Seorang calon dokter gigi Amerika yang siap mengabdi pada dunia. Saat Deah dan Yusor berdansa untuk pertama kalinya, saya melihat cinta terpancar dari matanya, kebahagiaan Yusor, saya merasakan kebahagiaan yang tidak terkira ketika itu. Saya berjalan ke belakang aula, menangis terharu. Saat lagu kedua selesai diputar, Deah menghampiri saya, lalu memeluk dan mengayun-ayun saya. Bahkan pada saat itu, di tengah hiruk pikuk suasana, Deah memperhatikan saya.
He cups my face and says, "Suzanne, I am who I am because of you. Thank you for everything. I love you."
Ia memegang wajah saya dan berkata, "Suzanne, aku bisa menjadi diriku yang sekarang karenamu. Terima kasih untuk segalanya. Aku sayang padamu."
About a month later, I'm back home in North Carolina for a short visit, and on the last evening, I run upstairs to Deah's room, eager to find out how he's feeling being a newly married man. With a big boyish smile he says, "I'm so happy. I love her. She's an amazing girl." And she is. At just 21, she'd recently been accepted to join Deah at UNC dental school. She shared his love for basketball, and at her urging, they started their honeymoon off attending their favorite team of the NBA, the LA Lakers. I mean, check out that form.

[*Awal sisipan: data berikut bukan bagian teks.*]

/// Assemble a translated program into a complete story file.
pub fn assemble(compilation: &Compilation) -> StoryResult<Vec<u8>> {
    let version = compilation.version;
    let alignment = version.alignment();

    let strings = StringTable::build(&compilation.strings, version);

    let abbrev_base = HEADER_SIZE;
    let objects_base = abbrev_base + 2 * ABBREV_WORDS;
    // Property default words: one per property number the version has.
    let objects_len = if version.at_most(3) { 2 * 31 } else { 2 * 63 };
    let globals_base = objects_base + objects_len;
    let tables_base = globals_base + 2 * GLOBAL_WORDS;
    let dictionary_base = tables_base + compilation.table_data.len() as u32;
    let static_base = dictionary_base;
    let dictionary_len = 4;
    // V6/7 express the region bases in the header as eighths, so those
    // bases need the stricter alignment.
    let region_alignment = if version.has_region_offsets() {
        8
    } else {
        alignment
    };
    let code_base = align_up(dictionary_base + dictionary_len, region_alignment);
    let strings_base = align_up(code_base + compilation.code.len() as u32, region_alignment);
    let layout = Layout {
        abbrev_base,
        objects_base,
        globals_base,
        tables_base,
        dictionary_base,
        static_base,
        code_base,
        strings_base,
    };

    for &(what, base) in &[
        ("static memory", layout.static_base),
        ("high memory", layout.code_base),
    ] {
        if base > 0xFFFF {
            return Err(StoryError::RegionOutOfRange(what, base));
        }
    }

    let mut story = vec![0u8; layout.strings_base as usize];
    story.extend_from_slice(strings.bytes());

    // Pad to the length divisor so the stored length is exact.
    while story.len() as u32 % version.length_divisor() != 0 {
        story.push(0);
    }
    let file_len = story.len() as u32;
    if file_len / version.length_divisor() > 0xFFFF {
        return Err(StoryError::FileTooLarge(file_len, version));
    }

    // Globals, with their own placeholders resolved from the word
    // values directly.
    for (i, &word) in compilation.global_values.iter().enumerate() {
        let at = (layout.globals_base + 2 * i as u32) as usize;
        let resolved = resolve_word(word, compilation, &layout, &strings);
        story[at] = (resolved >> 8) as u8;
        story[at + 1] = resolved as u8;
    }

    // Dictionary stub: no separators, version-appropriate entry length,
    // zero entries.
    let dict = layout.dictionary_base as usize;
    story[dict] = 0;
    story[dict + 1] = if version.at_most(3) { 7 } else { 9 };

    // Table and code regions land verbatim, then get patched.
    let tables = layout.tables_base as usize;
    story[tables..tables + compilation.table_data.len()]
        .copy_from_slice(&compilation.table_data);
    let code = layout.code_base as usize;
    story[code..code + compilation.code.len()].copy_from_slice(&compilation.code);

    patch_region(
        &mut story,
        layout.tables_base,
        compilation.table_data.len() as u32,
        compilation,
        &layout,
        &strings,
    );
    patch_region(
        &mut story,
        layout.code_base,
        compilation.code.len() as u32,
        compilation,
        &layout,
        &strings,
    );

    write_header(&mut story, compilation, &layout, file_len)?;

    // Checksum covers everything after the header.
    let checksum = story[0x40..]
        .iter()
        .fold(0u16, |sum, &b| sum.wrapping_add(u16::from(b)));
    story[0x1C] = (checksum >> 8) as u8;
    story[0x1D] = checksum as u8;

    debug!(
        "assembled {}: {} bytes, code at {:#x}, strings at {:#x}",
        version, file_len, layout.code_base, layout.strings_base
    );
    Ok(story)
}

Sebulan kemudian, saya berkunjung sebentar ke North Carolina, dan pada malam terakhir di rumah, saya naik ke atas, ke kamar Deah, penasaran ingin tahu perasaannya sebagai pengantin baru. Sambil tersenyum lebar Deah berkata, "Aku sangat bahagia. Aku mencintainya. Dia gadis luar biasa." Saya setuju dengannya. Di usianya yang masih 21 tahun, Yusor diterima di jurusan yang sama dengan Deah: Kedokteran Gigi di UNC. Dia juga menyukai permainan basket, dan bahkan meminta Deah untuk mengawali bulan madu mereka dengan menonton tim NBA favorit mereka LA Lakers. Coba lihat saja gayanya.
(Laughter)
(Tertawa)
I'll never forget that moment sitting there with him -- how free he was in his happiness. My littler brother, a basketball-obsessed kid, had become and transformed into an accomplished young man. He was at the top of his dental school class, and alongside Yusor and Razan, was involved in local and international community service projects dedicated to the homeless and refugees, including a dental relief trip they were planning for Syrian refugees in Turkey.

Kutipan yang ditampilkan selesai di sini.